In the spirit of seeking truth and facing up to our demons, we decided to make this 70th anniversary of the Altalena Affair the subject of our cover story this week by political editor Shmuel Rosner. He writes:
How could this happen? How could such division plague the country in the midst of an epic war? How could an Israeli prime minister order the bombing of a Jewish ship?
“On June 21-22, 1948, Israel got as close as it ever did to having a civil war. Patriotic Jews fired on other patriotic Jews. Battle-ready Jews bombed battle-ready Jews. The enemy was attacking and trying to destroy a very young country. But for two days, its defenders were busy fighting and killing one another.”
How could this happen? How could such division plague the country in the midst of an epic war? How could an Israeli prime minister order the bombing of a Jewish ship? As you’ll see in our story, it was a perfect storm of circumstances that led to an emotional escalation that reached a tragic breaking point.
If it were a novel, Altalena would be a relentless thriller full of intrigue. But it’s not. It’s real life. It’s a cautionary tale of what can happen when our passions get the better of us.
Rosner calls it a “defining moment in Israel’s history.” I call it a reminder that we’re always vulnerable to our darkest demons, even when the moment calls for our highest selves.
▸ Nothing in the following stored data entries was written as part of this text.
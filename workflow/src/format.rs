//! Text rendering for notifications, tool output and prompt injection.
//!
//! Everything here is a pure function of its arguments. Callers that need a
//! clock pass `now` explicitly so output is reproducible in tests.

use std::collections::BTreeSet;

use chrono::{DateTime, Utc};

use crate::parser::{parse_created_id, UNKNOWN_CREATED_ID};
use crate::recovery::RecoveryContext;
use crate::types::{Action, Comment, IssueDetail, IssueSummary, TrackingMode};

/// Returned by the action tool whenever the workflow is disabled.
pub const MODE_OFF_MESSAGE: &str = "Beads mode is off. Enable with /beads-mode on (or Ctrl+B).";

/// Shown (and, for the close command, queued for the model) when the tree is
/// dirty after an issue is closed.
pub const DIRTY_TREE_CLOSE_WARNING: &str = "Working tree has uncommitted changes after closing the issue. \
Commit them now with a semantic-commit message (for example `feat: ...` or `fix: ...`) \
that references the closed issue.";

/// Reason given when a bare `br close` is attempted on a dirty tree.
pub const CLOSE_BLOCK_REASON: &str =
    "Cannot run `br close` with uncommitted changes. Commit/stash first, then close the issue.";

/// User-facing half of the checkpoint nudge.
pub const CHECKPOINT_NUDGE_NOTICE: &str = "Consider checkpointing your progress to the beads issue.";

const GUARDRAIL: &str = "Use beads for ALL task tracking. \
Do NOT use TodoWrite or any separate in-chat todo list.";

const WORKFLOW_LOOP: &str = "## Workflow
- Find unblocked work: `br ready` (or the beads tool, action `ready`)
- Claim before starting: `br update <id> --status in_progress`
- Checkpoint progress: `br comments add <id> \"<what changed, what is next>\"`
- Commit with a semantic message, then close: `br close <id> --reason \"<how it was verified>\"`
- Record discovered work: `br create \"<title>\" --type task --priority 2`";

const DESCRIPTION_LIMIT: usize = 120;
const TRAIL_COMMENT_LIMIT: usize = 200;
const TRAIL_LENGTH: usize = 5;
const RECOVERY_FILE_LIMIT: usize = 15;
const FILE_LIST_LIMIT: usize = 30;
const CHECKPOINT_FILE_LIMIT: usize = 20;

// ============================================================================
// Issues
// ============================================================================

/// `"<id> P<priority> <title>"`.
#[must_use]
pub fn format_issue_label(issue: &IssueSummary) -> String {
    format!("{} P{} {}", issue.id, issue.priority, issue.title)
}

/// `"none"`, `"<id> — <title>"`, or `"<id> — <title> +<n-1>"`.
#[must_use]
pub fn summarize_in_progress(issues: &[IssueSummary]) -> String {
    match issues {
        [] => "none".to_string(),
        [only] => format!("{} — {}", only.id, only.title),
        [first, rest @ ..] => format!("{} — {} +{}", first.id, first.title, rest.len()),
    }
}

/// Renders an issue as up to three lines: header, description, last comment.
#[must_use]
pub fn format_issue_card(issue: &IssueDetail) -> Vec<String> {
    let summary = &issue.summary;
    let mut lines = vec![format!(
        "{} — {} · {} · {} · P{}",
        summary.id, summary.title, summary.status, summary.issue_type, summary.priority
    )];

    if let Some(description) = issue.description.as_deref().map(collapse_whitespace) {
        if !description.is_empty() {
            lines.push(truncate(&description, DESCRIPTION_LIMIT));
        }
    }

    if let Some(last) = issue.comments().last() {
        lines.push(collapse_whitespace(&last.text));
    }

    lines
}

// ============================================================================
// Status Line
// ============================================================================

/// Inputs to the status-bar label.
#[derive(Debug, Clone, Default)]
pub struct StatusLine<'a> {
    pub workflow_enabled: bool,
    pub is_tracker_project: bool,
    pub mode_text: &'a str,
    pub issue_count: usize,
    pub in_progress: &'a [IssueSummary],
}

/// Renders the status-bar label.
///
/// ```
/// use beads_workflow::format::{format_mode_status, StatusLine};
///
/// let off = StatusLine::default();
/// assert_eq!(format_mode_status(&off), "beads: off");
/// ```
#[must_use]
pub fn format_mode_status(line: &StatusLine<'_>) -> String {
    if !line.workflow_enabled {
        return "beads: off".to_string();
    }
    if !line.is_tracker_project {
        return "beads: on (no project)".to_string();
    }
    format!(
        "beads: {} · {} issue(s) · in-progress: {}",
        line.mode_text,
        line.issue_count,
        summarize_in_progress(line.in_progress)
    )
}

/// `"stealth (sqlite)"` / `"git-tracked (jsonl)"`.
#[must_use]
pub fn format_mode_text(mode: TrackingMode, backend: &str) -> String {
    format!("{mode} ({backend})")
}

// ============================================================================
// Checkpoints and Recovery
// ============================================================================

/// Renders the last five comments as `"- [<age> ago] <text>"` lines.
#[must_use]
pub fn format_checkpoint_trail(comments: &[Comment], now: DateTime<Utc>) -> Vec<String> {
    let start = comments.len().saturating_sub(TRAIL_LENGTH);
    comments[start..]
        .iter()
        .map(|comment| {
            let text = truncate(&collapse_whitespace(&comment.text), TRAIL_COMMENT_LIMIT);
            match relative_age(&comment.created_at, now) {
                Some(age) => format!("- [{age} ago] {text}"),
                None => format!("- [unknown] {text}"),
            }
        })
        .collect()
}

/// Buckets the distance from `created_at` to `now` into minutes, hours or days.
fn relative_age(created_at: &str, now: DateTime<Utc>) -> Option<String> {
    let created = DateTime::parse_from_rfc3339(created_at.trim()).ok()?;
    let minutes = (now - created.with_timezone(&Utc)).num_minutes().max(0);
    Some(if minutes < 60 {
        format!("{minutes}m")
    } else if minutes < 60 * 24 {
        format!("{}h", minutes / 60)
    } else {
        format!("{}d", minutes / (60 * 24))
    })
}

/// Builds the prompt block injected when an in-progress issue is resumed.
///
/// Section order is fixed: guardrail, resuming header, parent, unblocks,
/// checkpoint trail, uncommitted files. Empty sections are omitted.
#[must_use]
pub fn format_recovery_message(ctx: &RecoveryContext) -> String {
    let issue = &ctx.issue;
    let mut out = format!("# Beads Workflow Context\n\n{GUARDRAIL}\n\n");

    out.push_str(&format!(
        "## Resuming: {} — {} ({}, {}, P{})\n",
        issue.id, issue.title, issue.status, issue.issue_type, issue.priority
    ));

    if let Some(parent) = &ctx.parent {
        out.push_str(&format!("Parent: {} — {}\n", parent.id, parent.title));
    }

    if !ctx.unblocks.is_empty() {
        let list: Vec<String> = ctx
            .unblocks
            .iter()
            .map(|i| format!("{} — {}", i.id, i.title))
            .collect();
        out.push_str(&format!("Unblocks: {}\n", list.join(", ")));
    }

    if !ctx.checkpoint_trail.is_empty() {
        out.push_str("\n### Checkpoint Trail\n");
        for line in &ctx.checkpoint_trail {
            out.push_str(line);
            out.push('\n');
        }
    }

    if !ctx.uncommitted_files.is_empty() {
        out.push_str("\n### Uncommitted changes:\n");
        push_capped_list(&mut out, ctx.uncommitted_files.as_slice(), RECOVERY_FILE_LIMIT);
    }

    out.push_str(
        "\nContinue this issue. Checkpoint with `br comments add` as you go and close it before claiming new work.",
    );
    out
}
One of the benefits of success is that we can afford to look back on our failures and study them. The failures no longer threaten us. We overcame them. Israel overcame the horror of Altalena and won the war. It prevailed.
That’s why I don’t feel guilty raining on Israel’s 70th anniversary parade. Israel is strong enough to look back and reflect on the hard lessons of Altalena.
One of the benefits of success is that we can afford to look back on our failures and study them. The failures no longer threaten us.
My friend Noam Weissman, who’s an educator at Jerusalem U, has his own take on Altalena: It is Menachem Begin’s decision not to “shoot back” that is his defining moment. As he writes as part of our cover story:
“Menachem Begin made a startling decision: ‘Do not shoot back!’ he told his men. That Begin chose to sublimate himself and his organization to the will of the newly founded state is perhaps one of the defining moments in modern Israeli history and broader Jewish history, and he deserves credit for transcending his own beliefs in the service of a cause bigger than himself.”
Whichever way you look at it, Altalena is worth struggling with, however painful the memory. But Rosner reminds us that memory can also go too far; that certain elements of Israeli society use the Altalena as justification for keeping destructive political fights alive. “In these people’s eyes,” he writes, “Israel seems like ocean and all its disliked institutions — the media, the courts, the nongovernmental organizations, the opposition, the critics, the leftists, you name it — seem like sinkable ships.”
The murder of Yitchak Rabin was a ship that sank, a moment of national shiva that was even darker than Altalena.
Maybe that’s the best reason to remember Altalena in the midst of all the celebrations — to remind us how much better it feels to party than to grieve.